Compared with the MW, the HR exhibited relatively deep water depths of 85.3 ± 9.1 cm and faster water velocities of 16 ± 4 cm s−1. The concentrations of organic matter consisted of a BOD of 2.0 mg O2 L−1 and a CODMn of 3.1 mg O2 L−1, and the concentrations of inorganic nutrients consisted of 258 µg N L−1 (NH4+), 1644 µg N L−1 (NO3−), and 74 µg P L−1 (PO43−). These values indicate that the average concentrations of contaminants in the HR ranged from 57.5% to 92.0%, which were lower than the average concentrations of contaminants in the MW. In contrast with the MW, the HR exhibited higher concentrations of phytoplankton than periphyton. Due to the bank filtration through the sediments to remove both organic and inorganic contaminants, the concentrations of organic matter in the BFW were significantly lower than the concentrations of organic matter for other water sources, whereas the concentrations of inorganic nutrients for BFW were slightly lower than the concentrations of inorganic nutrients for other water sources. No algae were observed in the BFW.
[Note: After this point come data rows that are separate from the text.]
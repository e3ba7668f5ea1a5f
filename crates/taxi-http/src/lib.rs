//! # taxi-http
//!
//! The request-data side of form handling: [`QueryDict`] parses
//! `application/x-www-form-urlencoded` bodies and query strings into a
//! multi-valued map that forms bind to.
//!
//! Routing and responses are out of scope; the host web server owns them.

pub mod querydict;

pub use querydict::QueryDict;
Samples from the three water sources used in the artificial stream mesocosm experiment were collected in April 2010. Similar to the results of the annual water quality analysis summarized in Table 1, the nutrient concentrations related to periphyton growth and biomass accumulation were in the increasing order of BFW < HR < MW, as summarized in Table 2. No considerable difference in water quality of the MW was observed for the three sampling points (i.e., MW1–3); thus, MW1, near the headwaters, was used for the artificial stream mesocosm experiment.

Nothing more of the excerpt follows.